L'ancien directeur qui l'a interdit d'entrer à l'école avec un foulard à Suhareka

Liman Bytyci, ancien directeur de l'école primaire inférieure “Faluri d'Arberi”, s'est assis au quai des inculpés pour faire face à l'accusation qui pèse sur lui. Bytyci est accusé de travail criminel, de violation de l'égalité de statut des citoyens et des résidents de la République du Kosovo.

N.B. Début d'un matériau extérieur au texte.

use std::env;
use std::io::{self, BufRead, Write as _};

use hive_schedule::{Authenticator, Credentials, Day, Error, HiveClient, Session};

/// Print a node's current weekly schedule, if the vendor lets us read it.
///
/// Usage: read_schedule <node_id>
/// Credentials come from HIVE_USERNAME / HIVE_PASSWORD.
#[tokio::main]
async fn main() -> hive_schedule::Result<()> {
    tracing_subscriber::fmt::init();

    let args: Vec<String> = env::args().collect();
    let node_id = args.get(1).expect("usage: read_schedule <node_id>");
    let username = env::var("HIVE_USERNAME").expect("HIVE_USERNAME not set");
    let password = env::var("HIVE_PASSWORD").expect("HIVE_PASSWORD not set");

    let auth = Authenticator::builder().build();
    let credentials = Credentials::new(&username, &password);
    let tokens = match auth.login(&credentials).await {
        Ok(tokens) => tokens,
        Err(Error::MfaRequired) => {
            print!("MFA code: ");
            io::stdout().flush()?;
            let mut code = String::new();
            io::stdin().lock().read_line(&mut code)?;
            auth.login(&credentials.clone().with_mfa_code(code.trim()))
                .await?
        }
        Err(e) => return Err(e),
    };
    let session = Session::new(tokens);

    let mut client = HiveClient::builder(auth)
        .on_schedule(|node_id, days| {
            println!("schedule event for node {node_id} ({} days)", days.len());
        })
        .build();

    match client.get_current_schedule(&session, node_id).await {
        Ok(days) => {
            for day in Day::ALL {
                let Some(schedule) = days.iter().find(|d| d.day == day) else {
                    continue;
                };
                println!("{day}:");
                for entry in &schedule.entries {
                    println!("  {} -> {:.1}\u{00b0}C", entry.time, entry.target);
                }
            }
        }
        Err(Error::Http { status: 403, message }) => {
            eprintln!("read rejected by the vendor (expected for third-party callers): {message}");
        }
        Err(e) => return Err(e),
    }
    Ok(())
}
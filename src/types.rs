use std::fmt;

use chrono::{DateTime, Duration, Utc};
use serde::{Deserialize, Serialize};

/// Time of day stored as minutes since midnight.
/// Parses the vendor's zero-padded 24-hour `HH:MM` form and nothing else.
#[derive(Debug, Clone, Copy, PartialEq, Eq, PartialOrd, Ord, Hash)]
pub struct TimeOfDay(u16);

impl TimeOfDay {
    /// Strict `HH:MM` parse: two digits, colon, two digits, 00:00..23:59.
    pub fn parse(s: &str) -> Option<Self> {
        let b = s.as_bytes();
        if b.len() != 5 || b[2] != b':' {
            return None;
        }
        if !(b[0].is_ascii_digit()
            && b[1].is_ascii_digit()
            && b[3].is_ascii_digit()
            && b[4].is_ascii_digit())
        {
            return None;
        }
        let hours = u16::from(b[0] - b'0') * 10 + u16::from(b[1] - b'0');
        let minutes = u16::from(b[3] - b'0') * 10 + u16::from(b[4] - b'0');
        if hours > 23 || minutes > 59 {
            return None;
        }
        Some(Self(hours * 60 + minutes))
    }

    /// Construct from minutes since midnight, as the wire format carries it.
    pub fn from_minutes(minutes: u32) -> Option<Self> {
        if minutes < 24 * 60 {
            Some(Self(minutes as u16))
        } else {
            None
        }
    }

    pub fn minutes(&self) -> u32 {
        u32::from(self.0)
    }
}

impl fmt::Display for TimeOfDay {
    fn fmt(&self, f: &mut fmt::Formatter<'_>) -> fmt::Result {
        write!(f, "{:02}:{:02}", self.0 / 60, self.0 % 60)
    }
}

#[derive(Debug, Clone, Copy, PartialEq, Eq, Hash)]
pub enum Day {
    Monday,
    Tuesday,
    Wednesday,
    Thursday,
    Friday,
    Saturday,
    Sunday,
}

impl Day {
    pub const ALL: [Day; 7] = [
        Day::Monday,
        Day::Tuesday,
        Day::Wednesday,
        Day::Thursday,
        Day::Friday,
        Day::Saturday,
        Day::Sunday,
    ];

    pub fn as_api_str(&self) -> &'static str {
        match self {
            Day::Monday => "monday",
            Day::Tuesday => "tuesday",
            Day::Wednesday => "wednesday",
            Day::Thursday => "thursday",
            Day::Friday => "friday",
            Day::Saturday => "saturday",
            Day::Sunday => "sunday",
        }
    }

    pub fn from_api_str(s: &str) -> Option<Self> {
        match s {
            "monday" => Some(Day::Monday),
            "tuesday" => Some(Day::Tuesday),
            "wednesday" => Some(Day::Wednesday),
            "thursday" => Some(Day::Thursday),
            "friday" => Some(Day::Friday),
            "saturday" => Some(Day::Saturday),
            "sunday" => Some(Day::Sunday),
            _ => None,
        }
    }
}

impl fmt::Display for Day {
    fn fmt(&self, f: &mut fmt::Formatter<'_>) -> fmt::Result {
        f.write_str(self.as_api_str())
    }
}

/// One switching point: from `time` onward the node heats to `target` (°C)
/// until the next entry takes over.
#[derive(Debug, Clone, Copy, PartialEq)]
pub struct ScheduleEntry {
    pub time: TimeOfDay,
    pub target: f64,
}

#[derive(Debug, Clone, PartialEq)]
pub struct DaySchedule {
    pub day: Day,
    pub entries: Vec<ScheduleEntry>,
}

/// Login input. Never stored; dropped after the token exchange.
#[derive(Clone)]
pub struct Credentials {
    pub username: String,
    pub password: String,
    pub mfa_code: Option<String>,
}

impl Credentials {
    pub fn new(username: impl Into<String>, password: impl Into<String>) -> Self {
        Self {
            username: username.into(),
            password: password.into(),
            mfa_code: None,
        }
    }

    pub fn with_mfa_code(mut self, code: impl Into<String>) -> Self {
        self.mfa_code = Some(code.into());
        self
    }
}

impl fmt::Debug for Credentials {
    fn fmt(&self, f: &mut fmt::Formatter<'_>) -> fmt::Result {
        f.debug_struct("Credentials")
            .field("username", &self.username)
            .field("password", &"<redacted>")
            .field("mfa_code", &self.mfa_code.as_deref().map(|_| "<redacted>"))
            .finish()
    }
}

/// The id/access/refresh token triple minted at login and replaced wholesale
/// on refresh. Serializable so the host can persist it between runs.
#[derive(Clone, Serialize, Deserialize)]
pub struct TokenSet {
    pub id_token: String,
    pub access_token: String,
    pub refresh_token: String,
    pub expires_at: DateTime<Utc>,
}

impl TokenSet {
    /// True once the bearer tokens are within 30 s of expiry.
    pub fn is_expired(&self) -> bool {
        Utc::now() >= self.expires_at - Duration::seconds(30)
    }
}

impl fmt::Debug for TokenSet {
    fn fmt(&self, f: &mut fmt::Formatter<'_>) -> fmt::Result {
        f.debug_struct("TokenSet")
            .field("id_token", &format_args!("<{} bytes>", self.id_token.len()))
            .field(
                "access_token",
                &format_args!("<{} bytes>", self.access_token.len()),
            )
            .field(
                "refresh_token",
                &format_args!("<{} bytes>", self.refresh_token.len()),
            )
            .field("expires_at", &self.expires_at)
            .finish()
    }
}

/// Explicit owner of the current token set, passed to every client call.
/// The host decides when to persist `tokens()`; a refresh replaces them here.
#[derive(Debug, Clone)]
pub struct Session {
    tokens: TokenSet,
}

impl Session {
    pub fn new(tokens: TokenSet) -> Self {
        Self { tokens }
    }

    pub fn tokens(&self) -> &TokenSet {
        &self.tokens
    }

    pub fn into_tokens(self) -> TokenSet {
        self.tokens
    }

    pub(crate) fn replace(&mut self, tokens: TokenSet) {
        self.tokens = tokens;
    }
}
use hive_schedule::{Authenticator, Credentials, Error, HiveClient, Session};

/// Run with: HIVE_USERNAME=... HIVE_PASSWORD=... HIVE_NODE_ID=... \
///   cargo test --test integration -- --ignored
/// Accounts with MFA enabled also need HIVE_MFA_CODE set to a current code.
#[tokio::test]
#[ignore]
async fn login_refresh_and_read() {
    let username = std::env::var("HIVE_USERNAME").expect("HIVE_USERNAME not set");
    let password = std::env::var("HIVE_PASSWORD").expect("HIVE_PASSWORD not set");
    let node_id = std::env::var("HIVE_NODE_ID").expect("HIVE_NODE_ID not set");

    let mut credentials = Credentials::new(username, password);
    if let Ok(code) = std::env::var("HIVE_MFA_CODE") {
        credentials = credentials.with_mfa_code(code);
    }

    let auth = Authenticator::builder().build();
    let tokens = auth.login(&credentials).await.expect("login failed");
    let mut session = Session::new(tokens);

    let mut client = HiveClient::builder(auth).build();
    client
        .refresh_session(&mut session)
        .await
        .expect("refresh failed");
    assert!(!session.tokens().is_expired());

    // The schedule read is rejected for non-first-party callers; both
    // outcomes are valid here.
    match client.get_current_schedule(&session, &node_id).await {
        Ok(days) => {
            assert!(!days.is_empty());
            for day in &days {
                println!("{}: {} entries", day.day, day.entries.len());
            }
        }
        Err(Error::Http { status: 403, message }) => {
            println!("read rejected as documented: {message}");
        }
        Err(e) => panic!("unexpected read failure: {e}"),
    }
}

Selon l'accusation, le défendeur [...]
Liman Bytyci, ancien directeur de l'école primaire inférieure “Faluri d'Arberi”, s'est assis au quai des inculpés pour faire face à l'accusation qui pèse sur lui.
Bytyci est accusé de travail criminel, de violation de l'égalité de statut des citoyens et des résidents de la République du Kosovo.

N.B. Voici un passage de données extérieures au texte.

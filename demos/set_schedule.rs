use std::env;
use std::io::{self, BufRead, Write as _};

use hive_schedule::{
    Authenticator, Credentials, Day, Error, HiveClient, MessageLogMode, ProfileStore,
    SetDayScheduleRequest, Session, parse_entries,
};

/// Set one day of a node's heating schedule.
///
/// Usage: set_schedule <node_id> <day> [HH:MM=temp ...] [--profile <name>] [--log]
/// Credentials come from HIVE_USERNAME / HIVE_PASSWORD; profiles (if used)
/// from profiles.json in the working directory.
#[tokio::main]
async fn main() -> hive_schedule::Result<()> {
    tracing_subscriber::fmt::init();

    let args: Vec<String> = env::args().collect();
    let node_id = args
        .get(1)
        .expect("usage: set_schedule <node_id> <day> [HH:MM=temp ...] [--profile <name>] [--log]");
    let day = args
        .get(2)
        .and_then(|d| Day::from_api_str(d))
        .expect("day must be one of monday..sunday");
    let username = env::var("HIVE_USERNAME").expect("HIVE_USERNAME not set");
    let password = env::var("HIVE_PASSWORD").expect("HIVE_PASSWORD not set");

    let profile = args
        .iter()
        .position(|a| a == "--profile")
        .and_then(|i| args.get(i + 1))
        .cloned();
    let use_log = args.iter().any(|a| a == "--log");

    let pairs: Vec<(String, f64)> = args[3..]
        .iter()
        .filter(|a| !a.starts_with("--") && a.contains('='))
        .map(|spec| {
            let (time, temp) = spec.split_once('=').expect("entry must look like 06:30=18.0");
            (
                time.to_string(),
                temp.parse().expect("temperature must be a number"),
            )
        })
        .collect();

    let auth = Authenticator::builder().build();
    let credentials = Credentials::new(&username, &password);
    let tokens = match auth.login(&credentials).await {
        Ok(tokens) => tokens,
        Err(Error::MfaRequired) => {
            print!("MFA code: ");
            io::stdout().flush()?;
            let mut code = String::new();
            io::stdin().lock().read_line(&mut code)?;
            auth.login(&credentials.clone().with_mfa_code(code.trim()))
                .await?
        }
        Err(e) => return Err(e),
    };
    let mut session = Session::new(tokens);

    let mut builder = HiveClient::builder(auth);
    if profile.is_some() {
        builder = builder.profiles(ProfileStore::from_path("profiles.json")?);
    }
    if use_log {
        builder = builder.message_log(MessageLogMode::Full, "hive_schedule.ndjson");
        println!("Logging requests to hive_schedule.ndjson");
    }
    let mut client = builder.build();

    let request = match (profile, pairs.is_empty()) {
        (Some(name), true) => SetDayScheduleRequest::with_profile(node_id, day, name),
        (_, false) => SetDayScheduleRequest::with_entries(node_id, day, parse_entries(&pairs)?),
        (None, true) => {
            eprintln!("no entries given, using the default day");
            SetDayScheduleRequest::with_entries(
                node_id,
                day,
                parse_entries(&[("06:30", 18.0), ("22:00", 16.0)])?,
            )
        }
    };

    let updated = client.set_day_schedule(&mut session, &request).await?;
    println!("Updated {} for node {node_id}:", updated.day);
    for entry in &updated.entries {
        println!("  {} -> {:.1}\u{00b0}C", entry.time, entry.target);
    }
    Ok(())
}
use std::fmt;

use crate::schedule::ValidationError;

#[derive(Debug)]
pub enum Error {
    BadCredentials,
    MfaRequired,
    MfaInvalid,
    TokenExpired,
    Validation(ValidationError),
    Http { status: u16, message: String },
    Protocol(String),
    Timeout,
    Transport(reqwest::Error),
    Io(std::io::Error),
}

impl fmt::Display for Error {
    fn fmt(&self, f: &mut fmt::Formatter<'_>) -> fmt::Result {
        match self {
            Error::BadCredentials => write!(f, "authentication failed: bad username or password"),
            Error::MfaRequired => write!(f, "a multi-factor code is required to log in"),
            Error::MfaInvalid => write!(f, "multi-factor code rejected"),
            Error::TokenExpired => write!(f, "refresh token no longer valid, re-authenticate"),
            Error::Validation(e) => write!(f, "invalid schedule: {e}"),
            Error::Http { status, message } => write!(f, "HTTP {status}: {message}"),
            Error::Protocol(msg) => write!(f, "protocol error: {msg}"),
            Error::Timeout => write!(f, "request timed out"),
            Error::Transport(e) => write!(f, "transport error: {e}"),
            Error::Io(e) => write!(f, "IO error: {e}"),
        }
    }
}

impl std::error::Error for Error {
    fn source(&self) -> Option<&(dyn std::error::Error + 'static)> {
        match self {
            Error::Validation(e) => Some(e),
            Error::Transport(e) => Some(e),
            Error::Io(e) => Some(e),
            _ => None,
        }
    }
}

impl From<reqwest::Error> for Error {
    fn from(e: reqwest::Error) -> Self {
        if e.is_timeout() {
            Error::Timeout
        } else {
            Error::Transport(e)
        }
    }
}

impl From<std::io::Error> for Error {
    fn from(e: std::io::Error) -> Self {
        Error::Io(e)
    }
}

impl From<ValidationError> for Error {
    fn from(e: ValidationError) -> Self {
        Error::Validation(e)
    }
}

pub type Result<T> = std::result::Result<T, Error>;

Selon l'accusation en août 2022, l'accusé avait décidé que le professeur de mathématiques Remize Lezi To « %s » empêchait l'exercice de ses fonctions, et que Toia niait avoir signé sur la liste des éducateurs présents.

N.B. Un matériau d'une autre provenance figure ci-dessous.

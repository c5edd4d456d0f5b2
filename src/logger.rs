use std::fs::{File, OpenOptions};
use std::io::Write;

use chrono::Utc;
use serde_json::{Value, json};
use tracing::warn;

pub enum MessageLogMode {
    /// Log request and response bodies.
    Full,
    /// Log method, path and status only.
    StatusOnly,
}

/// Append-only NDJSON record of API traffic and auth lifecycle events.
/// Token material never reaches the file; auth entries carry lengths only.
pub(crate) struct MessageLogger {
    mode: MessageLogMode,
    file: File,
}

impl MessageLogger {
    pub fn new(mode: MessageLogMode, path: &str) -> std::io::Result<Self> {
        let file = OpenOptions::new().create(true).append(true).open(path)?;
        Ok(Self { mode, file })
    }

    pub fn log_request(&mut self, method: &str, path: &str, body: Option<&Value>) {
        let entry = match self.mode {
            MessageLogMode::Full => json!({
                "ts": Utc::now().to_rfc3339(),
                "dir": "req",
                "method": method,
                "path": path,
                "body": body,
            }),
            MessageLogMode::StatusOnly => json!({
                "ts": Utc::now().to_rfc3339(),
                "dir": "req",
                "method": method,
                "path": path,
            }),
        };
        self.write_line(&entry);
    }

    pub fn log_response(&mut self, status: u16, body: &str) {
        let entry = match self.mode {
            MessageLogMode::Full => {
                let body_json: Value =
                    serde_json::from_str(body).unwrap_or_else(|_| Value::String(body.to_string()));
                json!({
                    "ts": Utc::now().to_rfc3339(),
                    "dir": "resp",
                    "status": status,
                    "body": body_json,
                })
            }
            MessageLogMode::StatusOnly => json!({
                "ts": Utc::now().to_rfc3339(),
                "dir": "resp",
                "status": status,
            }),
        };
        self.write_line(&entry);
    }

    pub fn log_auth(&mut self, event: &str, token_len: usize) {
        let entry = json!({
            "ts": Utc::now().to_rfc3339(),
            "dir": "auth",
            "event": event,
            "token_len": token_len,
        });
        self.write_line(&entry);
    }

    fn write_line(&mut self, entry: &Value) {
        if let Ok(line) = serde_json::to_string(entry)
            && let Err(e) = writeln!(self.file, "{line}")
        {
            warn!("failed to write log entry: {e}");
        }
    }
}

#[cfg(test)]
mod tests {
    use super::*;
    use std::io::Read;
    use tempfile::NamedTempFile;

    fn read_lines(path: &str) -> Vec<Value> {
        let mut contents = String::new();
        std::fs::File::open(path)
            .unwrap()
            .read_to_string(&mut contents)
            .unwrap();
        contents
            .lines()
            .map(|l| serde_json::from_str(l).unwrap())
            .collect()
    }

    #[test]
    fn log_request_writes_ndjson() {
        let tmp = NamedTempFile::new().unwrap();
        let path = tmp.path().to_str().unwrap();
        let mut logger = MessageLogger::new(MessageLogMode::Full, path).unwrap();
        logger.log_request(
            "POST",
            "/nodes/heating/node-1",
            Some(&json!({"schedule": {}})),
        );

        let lines = read_lines(path);
        assert_eq!(lines[0]["dir"], "req");
        assert_eq!(lines[0]["method"], "POST");
        assert_eq!(lines[0]["path"], "/nodes/heating/node-1");
        assert!(lines[0]["body"].is_object());
        assert!(lines[0]["ts"].as_str().is_some());
    }

    #[test]
    fn status_only_mode_omits_bodies() {
        let tmp = NamedTempFile::new().unwrap();
        let path = tmp.path().to_str().unwrap();
        let mut logger = MessageLogger::new(MessageLogMode::StatusOnly, path).unwrap();
        logger.log_request("POST", "/nodes/heating/node-1", Some(&json!({"x": 1})));
        logger.log_response(200, r#"{"schedule": {}}"#);

        let lines = read_lines(path);
        assert!(lines[0].get("body").is_none());
        assert_eq!(lines[1]["status"], 200);
        assert!(lines[1].get("body").is_none());
    }

    #[test]
    fn full_mode_keeps_unparseable_body_as_string() {
        let tmp = NamedTempFile::new().unwrap();
        let path = tmp.path().to_str().unwrap();
        let mut logger = MessageLogger::new(MessageLogMode::Full, path).unwrap();
        logger.log_response(502, "Bad Gateway");

        let lines = read_lines(path);
        assert_eq!(lines[0]["status"], 502);
        assert_eq!(lines[0]["body"], "Bad Gateway");
    }

    #[test]
    fn auth_entries_carry_length_not_token() {
        let tmp = NamedTempFile::new().unwrap();
        let path = tmp.path().to_str().unwrap();
        let mut logger = MessageLogger::new(MessageLogMode::Full, path).unwrap();
        logger.log_auth("refresh", 842);

        let lines = read_lines(path);
        assert_eq!(lines[0]["dir"], "auth");
        assert_eq!(lines[0]["event"], "refresh");
        assert_eq!(lines[0]["token_len"], 842);
    }
}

Bien que pendant de nombreuses années l'enseignante n'ait pas pu entrer à l'école quand elle a décidé de porter le foulard.
Face à cette accusation, le directeur Bytyci a été acquitté.
“Je n'accepte pas la culpabilité, puisque l'acte d'accusation n'est pas fondé”- il a dit.
Muhamet Mujaj, un avocat représentant le professeur Lezi, a prétendu être derrière les poursuites et avec une grande demande légale.
Par la suite, le tribunal a demandé à l'accusé de présenter, dans les 30 jours, une demande de mise en accusation et de rejet de la preuve.
Selon l'acte d'accusation du 30 août 2022, dans le village de Reshtan, municipalité de Suhareka, à l'école primaire inférieure “Le drapeau de l'accusé dans la qualité de la personne officielle, en usant abusivement de sa position ou de ses autorisations, ou restreint son droit à la libre expression de son identité ou à bénéficier de son autonomie religieuse du préjudice, Remzie Lezi.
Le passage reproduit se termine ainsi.